> Work required
Collect each line of the entries that holds the string "chrono".

--------------------------------------------------

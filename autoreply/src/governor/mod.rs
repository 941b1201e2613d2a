//! Rate governor and load monitor.

mod load;
mod service;
mod window;

pub use load::{LoadDecision, LoadMonitor, LoadMonitorConfig};
pub use service::{
    AdmissionDenied, AdmissionPermit, BATCH_SIZE_DEFAULT, BATCH_SIZE_MAX, BATCH_SIZE_MIN,
    GovernorSnapshot, RateGovernor,
};
//! Response record database model.

use serde::{Deserialize, Serialize};
use sqlx::FromRow;

use crate::database::time::{datetime_to_ms, ms_to_datetime};
use crate::domain::{DispatchError, DispatchOutcome, ResponseRecord, Sentiment};

#[derive(Debug, Clone, FromRow, Serialize, Deserialize)]
pub struct ResponseDbModel {
    pub id: String,
    pub monitor_id: String,
    pub owner_id: String,
    pub rule_id: Option<String>,
    pub page_id: String,
    pub post_id: String,
    pub comment_id: String,
    pub comment_text: String,
    pub author_id: Option<String>,
    pub author_name: Option<String>,
    /// positive, negative, neutral
    pub sentiment: String,
    pub is_spam: bool,
    pub response_text: String,
    pub success: bool,
    pub message_id: Option<String>,
    pub error_message: Option<String>,
    pub error_code: Option<String>,
    pub latency_ms: i64,
    pub created_at: i64,
    pub expires_at: i64,
}

impl From<&ResponseRecord> for ResponseDbModel {
    fn from(record: &ResponseRecord) -> Self {
        let (success, message_id, error_message, error_code) = match &record.outcome {
            DispatchOutcome::Sent { message_id } => (true, Some(message_id.clone()), None, None),
            DispatchOutcome::Failed(e) => (false, None, Some(e.message.clone()), e.code.clone()),
        };

        Self {
            id: record.id.clone(),
            monitor_id: record.monitor_id.clone(),
            owner_id: record.owner_id.clone(),
            rule_id: record.rule_id.clone(),
            page_id: record.page_id.clone(),
            post_id: record.post_id.clone(),
            comment_id: record.comment_id.clone(),
            comment_text: record.comment_text.clone(),
            author_id: record.author_id.clone(),
            author_name: record.author_name.clone(),
            sentiment: record.sentiment.as_str().to_string(),
            is_spam: record.is_spam,
            response_text: record.response_text.clone(),
            success,
            message_id,
            error_message,
            error_code,
            latency_ms: record.latency_ms.min(i64::MAX as u64) as i64,
            created_at: datetime_to_ms(record.created_at),
            expires_at: datetime_to_ms(record.expires_at),
        }
    }
}

impl From<ResponseDbModel> for ResponseRecord {
    fn from(model: ResponseDbModel) -> Self {
        let outcome = if model.success {
            DispatchOutcome::Sent {
                message_id: model.message_id.unwrap_or_default(),
            }
        } else {
            DispatchOutcome::Failed(DispatchError::new(
                model.error_message.unwrap_or_default(),
                model.error_code,
            ))
        };

        Self {
            id: model.id,
            monitor_id: model.monitor_id,
            owner_id: model.owner_id,
            rule_id: model.rule_id,
            page_id: model.page_id,
            post_id: model.post_id,
            comment_id: model.comment_id,
            comment_text: model.comment_text,
            author_id: model.author_id,
            author_name: model.author_name,
            sentiment: Sentiment::parse(&model.sentiment).unwrap_or_default(),
            is_spam: model.is_spam,
            response_text: model.response_text,
            outcome,
            latency_ms: model.latency_ms.max(0) as u64,
            created_at: ms_to_datetime(model.created_at),
            expires_at: ms_to_datetime(model.expires_at),
        }
    }
}
//! Adaptive load shedding.
//!
//! Measures the system-wide reply rate from the response store and tunes the
//! scheduler batch size, raising the global pause flag when the rate runs far
//! above the global ceiling.

use std::sync::Arc;
use std::time::Duration;

use tokio_util::sync::CancellationToken;
use tracing::{debug, error, info, warn};

use super::service::{BATCH_SIZE_MAX, BATCH_SIZE_MIN, RateGovernor};
use crate::Result;
use crate::clock::SharedClock;
use crate::database::repositories::ResponseRepository;
use crate::limits::GLOBAL_RESPONSES_PER_MINUTE;
use crate::monitor::{EngineEvent, EngineEventBroadcaster};

/// Rate above this share of the cap (percent) pauses the system.
const PAUSE_THRESHOLD_PCT: u64 = 150;
/// Rate above this share of the cap shrinks the batch.
const SHRINK_THRESHOLD_PCT: u64 = 80;
/// Rate below this share of the cap grows the batch.
const GROW_THRESHOLD_PCT: u64 = 50;
const GROW_STEP: usize = 2;

#[derive(Debug, Clone)]
pub struct LoadMonitorConfig {
    /// Interval between measurements (default: 60s).
    pub interval: Duration,
    /// Lookback of a measurement (default: 60s).
    pub window: Duration,
    /// Pause length once the rate exceeds the pause threshold (default: 5 minutes).
    pub cooldown: Duration,
}

impl Default for LoadMonitorConfig {
    fn default() -> Self {
        Self {
            interval: Duration::from_secs(60),
            window: Duration::from_secs(60),
            cooldown: Duration::from_secs(5 * 60),
        }
    }
}

/// Decision taken by one measurement.
#[derive(Debug, Clone, Copy, PartialEq, Eq)]
pub enum LoadDecision {
    Paused { rate: u64 },
    Shrunk { rate: u64, batch_size: usize },
    Grown { rate: u64, batch_size: usize },
    Steady { rate: u64, batch_size: usize },
}

pub struct LoadMonitor {
    responses: Arc<dyn ResponseRepository>,
    governor: RateGovernor,
    clock: SharedClock,
    events: EngineEventBroadcaster,
    config: LoadMonitorConfig,
}

impl LoadMonitor {
    pub fn new(
        responses: Arc<dyn ResponseRepository>,
        governor: RateGovernor,
        clock: SharedClock,
        events: EngineEventBroadcaster,
        config: LoadMonitorConfig,
    ) -> Self {
        Self {
            responses,
            governor,
            clock,
            events,
            config,
        }
    }

    /// Take one measurement and apply the resulting adjustment.
    pub async fn check(&self) -> Result<LoadDecision> {
        let now = self.clock.now();
        let since = now - chrono::Duration::from_std(self.config.window).unwrap_or_default();
        let recent = self.responses.count_created_since(since).await?;

        // Normalize to a per-minute rate.
        let window_secs = self.config.window.as_secs().max(1);
        let rate = recent * 60 / window_secs;
        let cap = GLOBAL_RESPONSES_PER_MINUTE as u64;
        let current = self.governor.batch_size();

        self.governor.compact();

        if rate * 100 > cap * PAUSE_THRESHOLD_PCT {
            warn!(rate, cap, "Reply rate far above the global cap, pausing");
            self.governor.pause_for(self.config.cooldown);
            let new = self.governor.set_batch_size(BATCH_SIZE_MIN);
            self.events.publish(EngineEvent::SystemPaused {
                rate_per_minute: rate,
                cooldown_secs: self.config.cooldown.as_secs(),
                timestamp: now,
            });
            self.publish_adjustment(rate, current, new, now);
            return Ok(LoadDecision::Paused { rate });
        }

        let decision = if rate * 100 > cap * SHRINK_THRESHOLD_PCT {
            let new = self.governor.set_batch_size((current / 2).max(BATCH_SIZE_MIN));
            LoadDecision::Shrunk {
                rate,
                batch_size: new,
            }
        } else if rate * 100 < cap * GROW_THRESHOLD_PCT {
            let new = self
                .governor
                .set_batch_size((current + GROW_STEP).min(BATCH_SIZE_MAX));
            LoadDecision::Grown {
                rate,
                batch_size: new,
            }
        } else {
            LoadDecision::Steady {
                rate,
                batch_size: current,
            }
        };

        match decision {
            LoadDecision::Shrunk { batch_size, .. } | LoadDecision::Grown { batch_size, .. } => {
                self.publish_adjustment(rate, current, batch_size, now);
            }
            _ => {}
        }
        debug!(rate, ?decision, "Load measured");
        Ok(decision)
    }

    fn publish_adjustment(
        &self,
        rate: u64,
        old: usize,
        new: usize,
        now: chrono::DateTime<chrono::Utc>,
    ) {
        if old == new {
            return;
        }
        info!(rate, old, new, "Batch size adjusted");
        self.events.publish(EngineEvent::LoadAdjusted {
            rate_per_minute: rate,
            old_batch_size: old,
            new_batch_size: new,
            timestamp: now,
        });
    }

    /// Measure on every interval tick until cancelled.
    pub async fn run(self: Arc<Self>, cancel: CancellationToken) {
        let mut interval = tokio::time::interval(self.config.interval);
        interval.set_missed_tick_behavior(tokio::time::MissedTickBehavior::Delay);

        loop {
            tokio::select! {
                _ = cancel.cancelled() => {
                    debug!("Load monitor stopped");
                    return;
                }
                _ = interval.tick() => {
                    if let Err(e) = self.check().await {
                        error!(error = %e, "Load measurement failed");
                    }
                }
            }
        }
    }
}
//! System-wide hard ceilings.
//!
//! User configuration can tighten these, never relax them. Every persisted
//! monitor is clamped against them on write, and every runtime check uses
//! `min(configured, ceiling)` again.

use chrono::Duration;

/// Dispatches allowed across the whole process per rolling minute.
pub const GLOBAL_RESPONSES_PER_MINUTE: usize = 60;

/// Dispatches allowed per monitor per rolling hour.
pub const MONITOR_RESPONSES_PER_HOUR: u32 = 30;

/// Dispatches allowed per owner, across all monitors, per rolling hour.
pub const OWNER_RESPONSES_PER_HOUR: usize = 50;

/// Minimum spacing between two successful replies of the same monitor.
pub const MIN_SECONDS_BETWEEN_RESPONSES: u64 = 10;

/// Posts watched per monitor.
pub const MAX_POSTS_PER_MONITOR: usize = 50;

/// Rules referenced by a monitor.
pub const MAX_RULES_PER_MONITOR: usize = 10;

/// Response records kept per monitor.
pub const MAX_STORED_RESPONSES: u32 = 1000;

/// Hard TTL of a response record.
pub const RESPONSE_TTL_DAYS_MAX: i64 = 7;

/// TTL used when no other is configured.
pub const RESPONSE_TTL_DAYS_DEFAULT: i64 = 3;

/// Absolute lifetime of a monitor.
pub const MONITOR_EXPIRY_DAYS_MAX: i64 = 30;

/// Inactivity before a monitor is archived.
pub const AUTO_ARCHIVE_DAYS_MAX: u32 = 14;

/// Maximum reply length in characters.
pub const MAX_RESPONSE_CHARS: usize = 500;

pub fn response_ttl(configured_days: i64) -> Duration {
    Duration::days(configured_days.clamp(1, RESPONSE_TTL_DAYS_MAX))
}

pub fn response_ttl_max() -> Duration {
    Duration::days(RESPONSE_TTL_DAYS_MAX)
}

pub fn monitor_expiry_max() -> Duration {
    Duration::days(MONITOR_EXPIRY_DAYS_MAX)
}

--------------------------------------------------

> Result of the exercise
        let since = now - chrono::Duration::from_std(self.config.window).unwrap_or_default();
        now: chrono::DateTime<chrono::Utc>,
use chrono::Duration;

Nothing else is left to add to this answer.